In the all other situations, Farley said there was no clear evidence that spread is occurring in classrooms.

Farley insisted Philadelphia public schools should still plan to open late next month as long as strict safety precautions are followed.

Farley said contact tracers haven't identified significant spread among those who reported dining at at restaurant. He emphasized dining outside or inside a restaurant is a high risk activity especially if you eat at the same table with people outside your household.

What Philadelphians Can Do



"Everyone is tired of this virus, unfortunately the virus is not tired of us," Farley said.

He said Philly residents still need to wear masks, keep distance from others, and work from home when possible.

In Queen Village, at Cry Baby Pasta, owner Bridget Foy says with their outdoor space winterized, they're ready for whatever may come at this point.

"We've pivoted the business many times throughout this already.

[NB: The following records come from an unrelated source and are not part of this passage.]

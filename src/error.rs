//! Error type shared by the patch, multipatch and refinement routines.
use crate::patch::PatchId;
use crate::space::BoundarySide;
use std::error::Error;
use std::fmt;
use std::fmt::{Display, Formatter};

/// Errors produced by operations on patches and multipatches.
///
/// Every variant describes a model-authoring or configuration error. None of them is
/// transient, so no operation in this crate retries or recovers from them.
#[derive(Debug, Clone, PartialEq)]
#[non_exhaustive]
pub enum IgaError {
    /// The patch carries a function space other than the one the operation requires.
    UnsupportedSpace {
        patch: PatchId,
        expected: &'static str,
        found: &'static str,
    },
    DimensionMismatch {
        expected: usize,
        found: usize,
    },
    NonConformingBoundaries {
        patch1: PatchId,
        side1: BoundarySide,
        patch2: PatchId,
        side2: BoundarySide,
    },
    MissingControlPoints {
        patch: PatchId,
    },
    GridSizeMismatch {
        grid: String,
        grid_size: usize,
        expected: usize,
        patch: PatchId,
    },
    InvalidKnot {
        knot: f64,
        reason: &'static str,
    },
    InvalidKnotVector(String),
    InvalidOrder {
        order: usize,
        number: usize,
    },
    /// The operation is not available for the given configuration.
    Unsupported(String),
    PatchNotFound(PatchId),
    DuplicatePatch(PatchId),
    InvalidSide {
        side: BoundarySide,
        dim: usize,
    },
    UnstructuredGrid(String),
    IncompatiblePatches {
        reference: PatchId,
        patch: PatchId,
    },
    NotEnumerated,
    InvalidArgument(String),
}

impl Display for IgaError {
    fn fmt(&self, f: &mut Formatter<'_>) -> fmt::Result {
        match self {
            Self::UnsupportedSpace { patch, expected, found } => write!(
                f,
                "patch {patch} has a function space of type {found}, but {expected} is required"
            ),
            Self::DimensionMismatch { expected, found } => {
                write!(f, "dimension mismatch: expected {expected}, found {found}")
            }
            Self::NonConformingBoundaries {
                patch1,
                side1,
                patch2,
                side2,
            } => write!(
                f,
                "the boundaries are not conformed: side {side1:?} of patch {patch1} \
                 and side {side2:?} of patch {patch2}"
            ),
            Self::MissingControlPoints { patch } => {
                write!(f, "patch {patch} has no control point grid function")
            }
            Self::GridSizeMismatch {
                grid,
                grid_size,
                expected,
                patch,
            } => write!(
                f,
                "the size of grid function {grid} ({grid_size}) is not compatible with \
                 the current number of control values ({expected}) of patch {patch}"
            ),
            Self::InvalidKnot { knot, reason } => write!(f, "cannot insert knot {knot}: {reason}"),
            Self::InvalidKnotVector(reason) => write!(f, "invalid knot vector: {reason}"),
            Self::InvalidOrder { order, number } => write!(
                f,
                "order {order} requires at least {} basis functions, got {number}",
                order + 1
            ),
            Self::Unsupported(what) => write!(f, "unsupported operation: {what}"),
            Self::PatchNotFound(id) => write!(f, "patch {id} does not exist in the multipatch"),
            Self::DuplicatePatch(id) => write!(f, "a patch with id {id} already exists in the multipatch"),
            Self::InvalidSide { side, dim } => {
                write!(f, "boundary side {side:?} does not exist for a {dim}-dimensional patch")
            }
            Self::UnstructuredGrid(name) => {
                write!(f, "control grid {name} is unstructured and cannot be reordered along an axis")
            }
            Self::IncompatiblePatches { reference, patch } => write!(
                f,
                "patch {patch} is not compatible with the reference patch {reference}"
            ),
            Self::NotEnumerated => write!(f, "the multipatch is not enumerated"),
            Self::InvalidArgument(msg) => write!(f, "invalid argument: {msg}"),
        }
    }
}

impl Error for IgaError {}
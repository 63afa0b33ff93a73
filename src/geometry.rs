//! Geometry of analysis entities built from Bezier cells.
use crate::error::IgaError;
use crate::util::multi_indices;
use nalgebra_sparse::CsrMatrix;

/// Bezier extraction representation of one NURBS cell.
///
/// `bounds` are the parametric intervals of the cell, `weights` the control weights of the
/// supported functions in local order, and `extraction_operator` the matrix `C` with
/// `N_a = sum_b C[a, b] B_b` (see [`crate::cells`]).
#[derive(Debug, Clone, PartialEq)]
pub struct BezierGeometryData {
    pub bounds: Vec<(f64, f64)>,
    pub weights: Vec<f64>,
    pub extraction_operator: CsrMatrix<f64>,
    pub orders: Vec<usize>,
    pub num_integration_methods: usize,
}

/// A geometry whose shape functions are defined through Bezier extraction.
///
/// Local coordinates refer to the reference cell `[0, 1]^D`. Evaluating shape functions
/// before geometry data has been assigned is a programming error and panics.
pub trait IsogeometricGeometry {
    fn assign_geometry_data(&mut self, data: BezierGeometryData) -> Result<(), IgaError>;

    /// Values of all shape functions at the local coordinate `xi`.
    fn shape_function_values(&self, xi: &[f64]) -> Vec<f64>;

    /// Gradients of all shape functions with respect to the local coordinates at `xi`.
    fn shape_function_local_gradients(&self, xi: &[f64]) -> Vec<Vec<f64>>;
}

/// Bernstein polynomials of degree `order` and their derivatives at `t`.
pub fn bernstein_basis(order: usize, t: f64) -> (Vec<f64>, Vec<f64>) {
    let mut values = vec![1.0];
    let mut lower = Vec::new();
    for q in 1..=order {
        let mut next = vec![0.0; q + 1];
        for (i, &b) in values.iter().enumerate() {
            next[i] += (1.0 - t) * b;
            next[i + 1] += t * b;
        }
        lower = std::mem::replace(&mut values, next);
    }
    let p = order as f64;
    let derivatives = (0..=order)
        .map(|i| {
            if order == 0 {
                return 0.0;
            }
            let left = if i > 0 { lower[i - 1] } else { 0.0 };
            let right = if i < order { lower[i] } else { 0.0 };
            p * (left - right)
        })
        .collect();
    (values, derivatives)
}

/// Rational shape functions of a Bezier cell.
#[derive(Debug, Clone, Default)]
pub struct BezierGeometry {
    data: Option<BezierGeometryData>,
}

impl BezierGeometry {
    pub fn new() -> Self {
        Self::default()
    }

    pub fn data(&self) -> Option<&BezierGeometryData> {
        self.data.as_ref()
    }

    pub fn number_of_shape_functions(&self) -> usize {
        self.data.as_ref().map_or(0, |data| data.weights.len())
    }

    fn data_or_panic(&self) -> &BezierGeometryData {
        self.data
            .as_ref()
            .expect("geometry data must be assigned before evaluating shape functions")
    }

    /// Tensor Bernstein values and gradients at `xi`, first direction fastest.
    fn bernstein(&self, xi: &[f64]) -> (Vec<f64>, Vec<Vec<f64>>) {
        let data = self.data_or_panic();
        assert_eq!(xi.len(), data.orders.len(), "local point has wrong dimension");
        let univariate: Vec<_> = data
            .orders
            .iter()
            .zip(xi)
            .map(|(&p, &t)| bernstein_basis(p, t))
            .collect();
        let shape: Vec<usize> = data.orders.iter().map(|p| p + 1).collect();
        let dim = shape.len();
        multi_indices(&shape)
            .map(|index| {
                let value = (0..dim).map(|d| univariate[d].0[index[d]]).product::<f64>();
                let gradient = (0..dim)
                    .map(|k| {
                        (0..dim)
                            .map(|d| {
                                if d == k {
                                    univariate[d].1[index[d]]
                                } else {
                                    univariate[d].0[index[d]]
                                }
                            })
                            .product::<f64>()
                    })
                    .collect::<Vec<f64>>();
                (value, gradient)
            })
            .unzip()
    }

    /// Applies the extraction operator to a quantity given per Bernstein function.
    fn extract(&self, bernstein: &[Vec<f64>]) -> Vec<Vec<f64>> {
        let components = bernstein.first().map_or(0, Vec::len);
        self.data_or_panic()
            .extraction_operator
            .row_iter()
            .map(|row| {
                let mut result = vec![0.0; components];
                for (&b, &c) in row.col_indices().iter().zip(row.values()) {
                    for (r, &v) in result.iter_mut().zip(&bernstein[b]) {
                        *r += c * v;
                    }
                }
                result
            })
            .collect()
    }

    /// B-spline values on the cell, before weighting.
    fn spline_values(&self, bernstein_values: Vec<f64>) -> Vec<f64> {
        let columns: Vec<Vec<f64>> = bernstein_values.into_iter().map(|v| vec![v]).collect();
        self.extract(&columns).into_iter().map(|v| v[0]).collect()
    }
}

impl IsogeometricGeometry for BezierGeometry {
    fn assign_geometry_data(&mut self, data: BezierGeometryData) -> Result<(), IgaError> {
        let num_bernstein: usize = data.orders.iter().map(|p| p + 1).product();
        let checks = [
            (data.orders.len(), data.bounds.len()),
            (data.weights.len(), data.extraction_operator.nrows()),
            (num_bernstein, data.extraction_operator.ncols()),
        ];
        for (expected, found) in checks {
            if expected != found {
                return Err(IgaError::DimensionMismatch { expected, found });
            }
        }
        self.data = Some(data);
        Ok(())
    }

    fn shape_function_values(&self, xi: &[f64]) -> Vec<f64> {
        let (values, _) = self.bernstein(xi);
        let n = self.spline_values(values);
        let weights = &self.data_or_panic().weights;
        let w: f64 = n.iter().zip(weights).map(|(n, w)| n * w).sum();
        n.iter()
            .zip(weights)
            .map(|(n, weight)| n * weight / w)
            .collect()
    }

    fn shape_function_local_gradients(&self, xi: &[f64]) -> Vec<Vec<f64>> {
        let dim = xi.len();
        let (values, gradients) = self.bernstein(xi);
        let n = self.spline_values(values);
        let dn = self.extract(&gradients);

        let weights = &self.data_or_panic().weights;
        let w: f64 = n.iter().zip(weights).map(|(n, w)| n * w).sum();
        let dw: Vec<f64> = (0..dim)
            .map(|k| dn.iter().zip(weights).map(|(dn, w)| dn[k] * w).sum())
            .collect();
        n.iter()
            .zip(&dn)
            .zip(weights)
            .map(|((&n_a, dn_a), &w_a)| {
                (0..dim)
                    .map(|k| w_a * (dn_a[k] * w - n_a * dw[k]) / (w * w))
                    .collect()
            })
            .collect()
    }
}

We've loaded up on space heaters and made it as appealing as possible," she said.

The city has been tracking mask use through surveillance cameras.

For the week of Oct. 11, Farley said 80% of people seen leaving retail stores were wearing masks. He said that means 20% of people were not - and that is enough to spread the coronavirus.

Farley said people need to wear a mask until enough are vaccinated that the virus has trouble finding anyone who doesn't already have antibodies.

Farley repeated Mayor Jim Kenney's phrasing from the spring that this is "a virus that hunts humans."

"The reality is," Farley said, "it's still hunting."